Work to be completed: Restrict the output to the lines below starting at the one that contains "assert_eq!(finding.score, 2);" and ending at the one that contains "let just_over = today.checked_sub_days(Days::new(366)).unwrap();", and restate them word for word, both ends included.

[Saved entries]
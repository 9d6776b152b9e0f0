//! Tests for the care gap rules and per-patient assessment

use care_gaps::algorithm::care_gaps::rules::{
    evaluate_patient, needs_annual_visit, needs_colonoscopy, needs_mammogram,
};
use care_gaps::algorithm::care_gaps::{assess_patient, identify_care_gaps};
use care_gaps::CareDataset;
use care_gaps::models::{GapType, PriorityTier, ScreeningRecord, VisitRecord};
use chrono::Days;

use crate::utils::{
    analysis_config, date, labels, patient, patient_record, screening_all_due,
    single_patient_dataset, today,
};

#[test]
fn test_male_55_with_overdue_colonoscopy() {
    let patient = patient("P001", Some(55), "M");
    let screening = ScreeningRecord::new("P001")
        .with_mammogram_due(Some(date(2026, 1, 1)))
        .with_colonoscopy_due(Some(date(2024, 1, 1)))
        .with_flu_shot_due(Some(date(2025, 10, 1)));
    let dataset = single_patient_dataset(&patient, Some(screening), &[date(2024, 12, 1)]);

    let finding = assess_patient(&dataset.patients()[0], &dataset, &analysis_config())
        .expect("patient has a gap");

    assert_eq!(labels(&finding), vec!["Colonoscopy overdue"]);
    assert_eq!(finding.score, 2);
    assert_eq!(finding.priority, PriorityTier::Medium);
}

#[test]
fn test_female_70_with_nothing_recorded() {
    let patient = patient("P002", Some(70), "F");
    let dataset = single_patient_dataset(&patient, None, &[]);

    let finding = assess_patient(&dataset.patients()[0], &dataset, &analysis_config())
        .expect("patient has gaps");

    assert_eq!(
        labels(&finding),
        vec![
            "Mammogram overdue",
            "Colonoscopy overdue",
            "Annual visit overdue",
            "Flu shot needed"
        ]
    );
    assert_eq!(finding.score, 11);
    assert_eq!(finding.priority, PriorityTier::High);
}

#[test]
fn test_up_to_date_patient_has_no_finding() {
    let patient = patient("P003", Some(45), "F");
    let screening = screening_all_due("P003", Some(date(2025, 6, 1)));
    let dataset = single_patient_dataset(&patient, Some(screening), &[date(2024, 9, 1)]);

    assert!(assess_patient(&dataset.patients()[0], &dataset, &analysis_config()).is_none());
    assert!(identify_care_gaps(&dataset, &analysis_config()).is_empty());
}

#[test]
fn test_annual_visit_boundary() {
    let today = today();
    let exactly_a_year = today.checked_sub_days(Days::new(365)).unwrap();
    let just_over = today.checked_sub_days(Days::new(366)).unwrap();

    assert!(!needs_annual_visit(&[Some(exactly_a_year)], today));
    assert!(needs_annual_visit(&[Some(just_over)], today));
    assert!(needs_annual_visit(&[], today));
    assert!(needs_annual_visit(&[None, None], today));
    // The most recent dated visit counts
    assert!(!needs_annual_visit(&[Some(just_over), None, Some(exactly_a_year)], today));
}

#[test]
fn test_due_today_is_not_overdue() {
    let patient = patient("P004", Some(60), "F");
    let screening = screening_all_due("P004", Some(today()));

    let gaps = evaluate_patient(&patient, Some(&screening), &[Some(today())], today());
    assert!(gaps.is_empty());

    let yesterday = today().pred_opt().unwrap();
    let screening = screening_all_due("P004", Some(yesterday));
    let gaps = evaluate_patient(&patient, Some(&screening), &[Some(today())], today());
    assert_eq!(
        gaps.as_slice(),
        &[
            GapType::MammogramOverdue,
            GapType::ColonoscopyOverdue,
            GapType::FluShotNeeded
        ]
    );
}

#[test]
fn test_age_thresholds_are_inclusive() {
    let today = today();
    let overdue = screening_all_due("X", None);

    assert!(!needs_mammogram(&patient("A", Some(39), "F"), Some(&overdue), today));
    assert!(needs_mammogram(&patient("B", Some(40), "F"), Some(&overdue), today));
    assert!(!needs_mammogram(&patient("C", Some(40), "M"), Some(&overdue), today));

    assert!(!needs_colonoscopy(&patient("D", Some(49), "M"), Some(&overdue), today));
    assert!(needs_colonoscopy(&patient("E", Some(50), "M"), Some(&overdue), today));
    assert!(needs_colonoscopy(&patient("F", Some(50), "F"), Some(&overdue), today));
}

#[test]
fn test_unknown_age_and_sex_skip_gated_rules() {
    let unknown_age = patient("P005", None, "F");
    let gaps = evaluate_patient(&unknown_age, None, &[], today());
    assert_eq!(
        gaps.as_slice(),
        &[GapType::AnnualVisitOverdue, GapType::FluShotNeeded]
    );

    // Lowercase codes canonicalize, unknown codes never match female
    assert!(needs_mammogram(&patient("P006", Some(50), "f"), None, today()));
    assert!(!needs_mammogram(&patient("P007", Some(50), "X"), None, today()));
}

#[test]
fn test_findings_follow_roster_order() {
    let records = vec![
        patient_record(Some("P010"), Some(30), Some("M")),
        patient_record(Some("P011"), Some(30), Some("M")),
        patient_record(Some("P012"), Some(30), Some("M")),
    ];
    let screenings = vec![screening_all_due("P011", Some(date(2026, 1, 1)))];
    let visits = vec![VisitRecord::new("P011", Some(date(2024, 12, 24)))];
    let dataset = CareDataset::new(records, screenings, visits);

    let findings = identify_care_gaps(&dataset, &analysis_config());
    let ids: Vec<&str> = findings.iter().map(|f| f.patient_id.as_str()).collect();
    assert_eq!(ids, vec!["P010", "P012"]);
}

Result below:
    assert_eq!(finding.score, 2);
    assert_eq!(finding.priority, PriorityTier::Medium);
}

#[test]
fn test_female_70_with_nothing_recorded() {
    let patient = patient("P002", Some(70), "F");
    let dataset = single_patient_dataset(&patient, None, &[]);

    let finding = assess_patient(&dataset.patients()[0], &dataset, &analysis_config())
        .expect("patient has gaps");

    assert_eq!(
        labels(&finding),
        vec![
            "Mammogram overdue",
            "Colonoscopy overdue",
            "Annual visit overdue",
            "Flu shot needed"
        ]
    );
    assert_eq!(finding.score, 11);
    assert_eq!(finding.priority, PriorityTier::High);
}

#[test]
fn test_up_to_date_patient_has_no_finding() {
    let patient = patient("P003", Some(45), "F");
    let screening = screening_all_due("P003", Some(date(2025, 6, 1)));
    let dataset = single_patient_dataset(&patient, Some(screening), &[date(2024, 9, 1)]);

    assert!(assess_patient(&dataset.patients()[0], &dataset, &analysis_config()).is_none());
    assert!(identify_care_gaps(&dataset, &analysis_config()).is_empty());
}

#[test]
fn test_annual_visit_boundary() {
    let today = today();
    let exactly_a_year = today.checked_sub_days(Days::new(365)).unwrap();
    let just_over = today.checked_sub_days(Days::new(366)).unwrap();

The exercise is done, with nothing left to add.